La Corte costituzionale torna sul fine vita: non è irragionevole la punibilità della condotta di aiuto al suicidio medicalmente assistito, ai sensi dell’art.580 cod. pen., qualora offerto a persona non tenuta in vita a mezzo di trattamenti di sostegno vitale – 28 maggio 2025
28 Maggio 2025
Corte Costituzionale, 20 maggio 2025, n. 66/2025
La Corte costituzionale ha dichiarato non fondate le questioni di legittimità costituzionale dell’art. 580 del codice penale, nella parte in cui prevede la punibilità della condotta di aiuto al suicidio medicalmente assistito offerto a persona non tenuta in vita a mezzo di trattamenti di sostegno vitale, seppur affetta da una patologia irreversibile, accertata con “prognosi infausta a breve termine” e fonte di sofferenze fisiche o psicologiche intollerabili. E ciò pur se la persona abbia manifestato la decisione, formatasi in modo libero e consapevole, di porre fine alla propria vita.
Secondo la Consulta, non sussiste la lamentata disparità di trattamento, fondata sull’art. 3 Cost. e sugli artt. 8 e 14 CEDU, tra il paziente che abbia legalmente accesso al suicidio assistito e quello che – nelle condizioni prima descritte – abbia rifiutato i trattamenti sanitari, salvo che si tratti di trattamenti necessari ad assicurare l’espletamento delle funzioni vitali.
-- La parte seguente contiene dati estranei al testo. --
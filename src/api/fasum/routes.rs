// Fasum route definitions

use axum::{routing::get, Router};

use super::handler;
use crate::config::state::AppState;

/// Creates router with all fasum table endpoints
pub fn fasum_routes() -> Router<AppState> {
    Router::new()
        .route(
            "/",
            get(handler::list_fasum_handler).post(handler::create_fasum_handler),
        )
        .route(
            "/{id}",
            get(handler::get_fasum_handler)
                .put(handler::update_fasum_handler)
                .delete(handler::delete_fasum_handler),
        )
}
use anyhow::Result;

use fasum_admin::config::state::AppState;
use fasum_admin::core::{logging, server};

#[tokio::main]
async fn main() -> Result<()> {
    logging::init_tracing();

    let state: AppState = AppState::from_env()?;
    let app = server::create_app(state.clone());

    let listener = server::setup_listener(&state.environment).await?;
    tracing::info!("Server listening on http://{}", listener.local_addr()?);

    axum::serve(listener, app)
        .with_graceful_shutdown(server::shutdown_signal())
        .await?;

    Ok(())
}
use tracing_subscriber::{fmt, EnvFilter};
use tracing_subscriber::fmt::format::FmtSpan;

// Initialize the tracing subscriber with default configuration
pub fn init_tracing() {
    let env_filter: EnvFilter = EnvFilter::try_from_default_env()
        .unwrap_or_else(|_| "fasum_admin=debug,tower_http=debug,axum=trace".parse().unwrap());

    fmt()
        .with_env_filter(env_filter)
        .with_span_events(FmtSpan::FULL)
        .init();
}
/*
* Re-export submodules for server setup and logging.
*/

pub mod logging;
pub mod server;
/*
* The hosted store seam. Routers only see the `TableStore` trait; the
* production implementation lives in `postgrest`.
*/

pub mod postgrest;

pub use postgrest::PostgrestStore;

use anyhow::Result;
use async_trait::async_trait;
use serde_json::Value;

/// CRUD contract against the hosted store. Rows travel as raw JSON values
/// and are forwarded to the caller untouched, errors included.
#[async_trait]
pub trait TableStore: Send + Sync {
    /// All rows of `table`, ordered ascending by `id`.
    async fn list_all(&self, table: &str) -> Result<Vec<Value>>;

    /// The single row whose `id` column equals `id`. Zero or multiple
    /// matches is the store's single-row error, forwarded verbatim. The id
    /// is forwarded unparsed; the store rejects non-integer input itself.
    async fn get_by_id(&self, table: &str, id: &str) -> Result<Value>;

    /// Inserts `row`, returning the created row including the assigned id.
    async fn insert(&self, table: &str, row: Value) -> Result<Value>;

    /// Overwrites the listed fields of the row with `id`, returning the
    /// updated row.
    async fn update(&self, table: &str, id: &str, row: Value) -> Result<Value>;

    /// Removes the row with `id`.
    async fn delete_by_id(&self, table: &str, id: &str) -> Result<()>;
}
Richiamando integralmente le ragioni poste a base della sentenza n. 135 del 2024, la Corte sostiene che in assenza di un trattamento di sostegno vitale il paziente non si trova ancora nella condizione di poter optare per la propria morte sulla base della legge n. 219 del 2017; e pertanto la sua situazione non è assimilabile a quella di un paziente la cui vita dipenda, ormai, dal trattamento in questione; il che rende costituzionalmente non censurabile, al metro dell’art. 3 Cost., la diversa disciplina prevista per le due ipotesi.
Non sussiste, inoltre, la lesione del diritto all’autodeterminazione, fondato sugli artt. 2, 13 e 32, secondo comma, Cost., in quanto il margine di discrezionalità riconosciuto al legislatore, nel bilanciamento tra il dovere di tutela della vita umana e il principio dell’autonomia del paziente nelle decisioni che coinvolgono il proprio corpo, rende costituzionalmente non obbligata la scelta di consentire l’accesso al suicidio assistito a pazienti affetti da patologie irreversibili che cagionino loro sofferenze intollerabili, ma le cui funzioni vitali non dipendano da trattamenti di sostegno vitale. Una diversa soluzione, come già argomentato nella sentenza n. 135 del 2024, renderebbe attuali il rischio di abusi a danno delle persone deboli e vulnerabili, il rischio che la richiesta di accesso al suicidio assistito costituisca una scelta non sufficientemente meditata, e quello di assecondare derive sociali o culturali che inducano le persone malate a scelte suicide, quando invece ben potrebbero trovare ragioni per continuare a vivere.
Infine, richiamando, la sentenza n. 242 del 2019, la Corte ha rilevato come assuma grande importanza in tale contesto che il servizio pubblico garantisca adeguate forme di sostegno sociale, di assistenza sanitaria e sociosanitaria domiciliare continuativa, perché la presenza o meno di queste forme di assistenza condiziona le scelte della persona malata e può costituire lo spartiacque tra la scelta di vita e la richiesta di morte.
Non manca infine l’auspicio, già formulato in tutte le pronunce richiamate, che il legislatore e il Servizio sanitario nazionale intervengano prontamente ad assicurare concreta e puntuale attuazione a quanto stabilito dalla sentenza n.242 del 2019, ferma restando la possibilità per il legislatore di dettare una diversa disciplina nel rispetto delle esigenze richiamate ancora una volta dalla presente pronuncia.